On nous a vendu le sexe comme un ensemble de pratiques à performer, de codes à maîtriser, de fantasmes à consommer, jamais comme un outil pour comprendre qui nous sommes. Une culture hétéropatriarcale a décidé qui a le droit de désirer et qui doit se taire. Les femmes qui désirent trop, qui prennent le pouvoir, qui refusent d'obéir : on les a appelées sorcières, on les appelle salopes. Condamnées au bûcher ou hypersexualisées.

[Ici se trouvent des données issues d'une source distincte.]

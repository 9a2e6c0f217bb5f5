use std::io::Cursor;

use image::imageops::FilterType;
use image::{DynamicImage, GenericImageView, ImageOutputFormat, RgbImage};

use crate::contracts::{JobError, JobResult};

/// Ad-platform optimal pin size (2:3 ratio).
pub const PIN_WIDTH: u32 = 1000;
pub const PIN_HEIGHT: u32 = 1500;

/// Normalizes a downloaded product image into pin format: white-matte any
/// transparency, centre-crop to 2:3, resize to 1000x1500, JPEG quality 90.
pub fn normalize_to_pin_jpeg(bytes: &[u8]) -> JobResult<Vec<u8>> {
    let normalized = crop_and_resize(decode(bytes)?);
    encode(normalized, ImageOutputFormat::Jpeg(90))
}

/// Same pipeline for generated creatives, which are stored as PNG.
pub fn normalize_to_pin_png(bytes: &[u8]) -> JobResult<Vec<u8>> {
    let normalized = crop_and_resize(decode(bytes)?);
    encode(normalized, ImageOutputFormat::Png)
}

fn decode(bytes: &[u8]) -> JobResult<DynamicImage> {
    image::load_from_memory(bytes)
        .map_err(|e| JobError::validation(format!("could not decode image: {}", e)))
}

fn encode(img: RgbImage, format: ImageOutputFormat) -> JobResult<Vec<u8>> {
    let mut buffer = Cursor::new(Vec::new());
    DynamicImage::ImageRgb8(img)
        .write_to(&mut buffer, format)
        .map_err(|e| JobError::validation(format!("could not encode image: {}", e)))?;
    Ok(buffer.into_inner())
}

fn crop_and_resize(img: DynamicImage) -> RgbImage {
    let flattened = flatten_onto_white(img);
    let (orig_width, orig_height) = flattened.dimensions();

    // Compare orig_width/orig_height against 2/3 without floats.
    let cropped = if orig_width * PIN_HEIGHT > orig_height * PIN_WIDTH {
        // Image is wider - crop sides
        let new_width = orig_height * PIN_WIDTH / PIN_HEIGHT;
        let offset = (orig_width - new_width) / 2;
        image::imageops::crop_imm(&flattened, offset, 0, new_width, orig_height).to_image()
    } else if orig_width * PIN_HEIGHT < orig_height * PIN_WIDTH {
        // Image is taller - crop top/bottom
        let new_height = orig_width * PIN_HEIGHT / PIN_WIDTH;
        let offset = (orig_height - new_height) / 2;
        image::imageops::crop_imm(&flattened, 0, offset, orig_width, new_height).to_image()
    } else {
        flattened
    };

    image::imageops::resize(&cropped, PIN_WIDTH, PIN_HEIGHT, FilterType::Lanczos3)
}

fn flatten_onto_white(img: DynamicImage) -> RgbImage {
    let rgba = img.to_rgba8();
    let mut out = RgbImage::new(rgba.width(), rgba.height());
    for (x, y, pixel) in rgba.enumerate_pixels() {
        let alpha = pixel[3] as u32;
        let blend = |channel: u8| ((channel as u32 * alpha + 255 * (255 - alpha)) / 255) as u8;
        out.put_pixel(x, y, image::Rgb([blend(pixel[0]), blend(pixel[1]), blend(pixel[2])]));
    }
    out
}
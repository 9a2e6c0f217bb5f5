use std::time::Duration;

use rand::Rng;
use reqwest::header::{HeaderMap, RETRY_AFTER};
use reqwest::StatusCode;
use tokio::time::Instant;

/// Retries attempted per request by the platform clients.
pub const MAX_RETRIES: u32 = 3;

/// Enforces a minimum interval between requests to one API host.
///
/// Each client owns one gate, so the interval is per token, not global.
pub struct RateGate {
    min_interval: Duration,
    last_request: tokio::sync::Mutex<Option<Instant>>,
}

impl RateGate {
    pub fn new(min_interval: Duration) -> Self {
        Self {
            min_interval,
            last_request: tokio::sync::Mutex::new(None),
        }
    }

    /// Sleeps until at least `min_interval` has passed since the previous
    /// call, then stamps the current instant.
    pub async fn wait(&self) {
        let mut last = self.last_request.lock().await;
        if let Some(previous) = *last {
            let elapsed = previous.elapsed();
            if elapsed < self.min_interval {
                tokio::time::sleep(self.min_interval - elapsed).await;
            }
        }
        *last = Some(Instant::now());
    }
}

/// Exponential back-off with a little jitter so parallel tenants do not
/// retry in lockstep.
pub fn backoff_delay(retry_count: u32) -> Duration {
    let base = Duration::from_secs(1 << retry_count.min(5));
    let jitter = rand::thread_rng().gen_range(0..250);
    base + Duration::from_millis(jitter)
}

/// Reads `Retry-After` (seconds form) from a 429 response.
pub fn retry_after(headers: &HeaderMap, default_secs: u64) -> Duration {
    let secs = headers
        .get(RETRY_AFTER)
        .and_then(|v| v.to_str().ok())
        .and_then(|v| v.parse::<u64>().ok())
        .unwrap_or(default_secs);
    Duration::from_secs(secs)
}

pub fn is_retryable_status(status: StatusCode) -> bool {
    status == StatusCode::TOO_MANY_REQUESTS || status.is_server_error()
}
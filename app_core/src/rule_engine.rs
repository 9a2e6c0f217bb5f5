use rust_decimal::Decimal;

use crate::data_models::optimization::{
    ActionUnit, ConditionGroup, LogicOperator, MetricsSnapshot, Operator, OptimizationRule,
    RuleActionType, RuleCondition,
};

/// # NDOC
/// component: `rule_engine`
/// purpose: Deterministic evaluation of optimization rules against campaign
///   metrics, and budget-action planning.
/// invariants:
///   - Evaluation is total: same `(rules, metrics)` always selects the same
///     rule id or none.
///   - Groups combine with AND, conditions within a group with OR; both
///     short-circuit.

pub fn evaluate_single_condition(condition: &RuleCondition, metrics: &MetricsSnapshot) -> bool {
    let metric_value = metrics.value(condition.metric);
    let threshold = condition.value;

    match condition.operator {
        Operator::GreaterEqual => metric_value >= threshold,
        Operator::LessEqual => metric_value <= threshold,
        Operator::Greater => metric_value > threshold,
        Operator::Less => metric_value < threshold,
        Operator::Equal => metric_value == threshold,
    }
}

/// Splits a flat condition list into groups.
///
/// A condition's `logic` is the connective to the following condition:
/// `AND` closes the current group after it, `OR` (or nothing) keeps the next
/// condition in the same group. `[{spend>=100, AND}, {checkouts<=3, OR},
/// {roas<2.0}]` becomes `[spend>=100]` and `[checkouts<=3, roas<2.0]`.
pub fn linearize_conditions(conditions: &[RuleCondition]) -> Vec<ConditionGroup> {
    let mut groups = Vec::new();
    let mut current: Vec<RuleCondition> = Vec::new();

    for condition in conditions {
        current.push(condition.clone());
        if condition.logic == Some(LogicOperator::And) {
            groups.push(ConditionGroup {
                conditions: std::mem::take(&mut current),
                logic: Some(LogicOperator::And),
            });
        }
    }
    if !current.is_empty() {
        groups.push(ConditionGroup {
            conditions: current,
            logic: None,
        });
    }

    groups
}

/// AND over groups of OR'd conditions. Empty rules never match.
pub fn evaluate_groups(groups: &[ConditionGroup], metrics: &MetricsSnapshot) -> bool {
    if groups.iter().all(|g| g.conditions.is_empty()) {
        return false;
    }

    for group in groups {
        if group.conditions.is_empty() {
            continue;
        }
        let group_result = group
            .conditions
            .iter()
            .any(|condition| evaluate_single_condition(condition, metrics));
        if !group_result {
            return false;
        }
    }

    true
}

/// Convenience for legacy flat lists: linearize, then evaluate.
pub fn evaluate_conditions(conditions: &[RuleCondition], metrics: &MetricsSnapshot) -> bool {
    evaluate_groups(&linearize_conditions(conditions), metrics)
}

/// First matching rule by descending priority. Disabled rules are skipped;
/// applicability filters (campaign age, campaign type) are the caller's job.
pub fn find_matching_rule<'a>(
    rules: &'a [OptimizationRule],
    metrics: &MetricsSnapshot,
) -> Option<&'a OptimizationRule> {
    let mut sorted: Vec<&OptimizationRule> = rules.iter().collect();
    sorted.sort_by_key(|rule| std::cmp::Reverse(rule.priority));

    sorted
        .into_iter()
        .filter(|rule| rule.enabled)
        .find(|rule| evaluate_groups(&rule.condition_groups, metrics))
}

/// What a matched rule wants done to the campaign.
#[derive(Debug, Clone, PartialEq, Eq)]
pub enum PlannedAction {
    Pause,
    SetBudget { new_budget: Decimal },
    Skip { reason: String },
}

/// Turns a matched rule into a concrete action against the current budget.
/// Scaling clamps to `[min_budget, max_budget]` and skips when the clamp
/// leaves the budget unchanged.
pub fn plan_action(rule: &OptimizationRule, current_budget: Decimal) -> PlannedAction {
    match rule.action_type {
        RuleActionType::Pause => PlannedAction::Pause,
        RuleActionType::ScaleDown | RuleActionType::ScaleUp => {
            let value = match rule.action_value {
                Some(value) => value,
                None => {
                    return PlannedAction::Skip {
                        reason: "rule has no action value".to_string(),
                    }
                }
            };

            let delta = match rule.action_unit.unwrap_or(ActionUnit::Amount) {
                ActionUnit::Amount => value,
                ActionUnit::Percent => current_budget * value / Decimal::from(100),
            };

            let new_budget = match rule.action_type {
                RuleActionType::ScaleDown => (current_budget - delta).max(rule.min_budget),
                _ => (current_budget + delta).min(rule.max_budget),
            }
            .round_dp(2);

            if new_budget == current_budget {
                let reason = match rule.action_type {
                    RuleActionType::ScaleDown => {
                        format!("no change, at minimum {}", rule.min_budget)
                    }
                    _ => format!("no change, at maximum {}", rule.max_budget),
                };
                PlannedAction::Skip { reason }
            } else {
                PlannedAction::SetBudget { new_budget }
            }
        }
    }
}
use once_cell::sync::Lazy;
use regex::Regex;

static HTML_TAG: Lazy<Regex> = Lazy::new(|| Regex::new(r"<[^>]+>").expect("valid regex"));

/// Removes HTML tags from product descriptions before they become pin copy.
pub fn clean_html(text: &str) -> String {
    HTML_TAG.replace_all(text, "").trim().to_string()
}

/// Truncates text to `max_length` characters, preferring a word boundary
/// when the boundary does not cost more than 30% of the budget.
pub fn truncate_text(text: &str, max_length: usize) -> String {
    let chars: Vec<char> = text.chars().collect();
    if chars.len() <= max_length {
        return text.to_string();
    }

    let truncated: String = chars[..max_length].iter().collect();
    let cut = match truncated.rfind(' ') {
        Some(last_space) if last_space > max_length * 7 / 10 => &truncated[..last_space],
        _ => truncated.as_str(),
    };

    format!("{}...", cut.trim_end())
}

#[cfg(test)]
mod tests {
    use super::*;

    #[test]
    fn test_clean_html_strips_tags_and_whitespace() {
        assert_eq!(
            clean_html("<p>Soft <b>cotton</b> hoodie</p>  "),
            "Soft cotton hoodie"
        );
        assert_eq!(clean_html(""), "");
    }

    #[test]
    fn test_truncate_keeps_short_text_untouched() {
        assert_eq!(truncate_text("Blue Mug", 100), "Blue Mug");
    }

    #[test]
    fn test_truncate_breaks_at_word_boundary() {
        let text = "Premium organic cotton oversized hoodie with embroidered detail";
        let truncated = truncate_text(text, 30);
        assert!(truncated.len() <= 33);
        assert!(truncated.ends_with("..."));
        assert!(!truncated.trim_end_matches("...").ends_with(' '));
    }

    #[test]
    fn test_truncate_hard_cuts_unbroken_text() {
        let text = "a".repeat(600);
        let truncated = truncate_text(&text, 500);
        assert_eq!(truncated.chars().count(), 503);
    }
}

Le kink peut être source de jouissance, évidemment. Il peut aussi devenir un espace de déconstruction de ce qu'on nous a appris sur la séduction, la virilité et la féminité, la domination et la soumission, la place que l'on est censé·e occuper. Nous ne proposons pas un catalogue de pratiques à cocher (voir l'article), mais des espaces pour essayer, dire oui, dire non, changer d'avis, prendre une autre place, sans avoir à rentrer dans une case. Débutant·e ou expert·e, curieux·se ou kinky : nous croyons que le plaisir est politique.
Depuis 2018, j'organise des événements en lien avec la sexualité où j'observe la même chose : la peur de dire non et le désir associé à la honte. J'ai créé L'Obsidienne en 2025 parce qu'il manquait un endroit pour faire de ce constat un terrain de jeu et d'expérimentation : un laboratoire, pas un dogme.
Le consentement n'est pas le petit astérisque au bas de l'expérience. Il en est la matière première.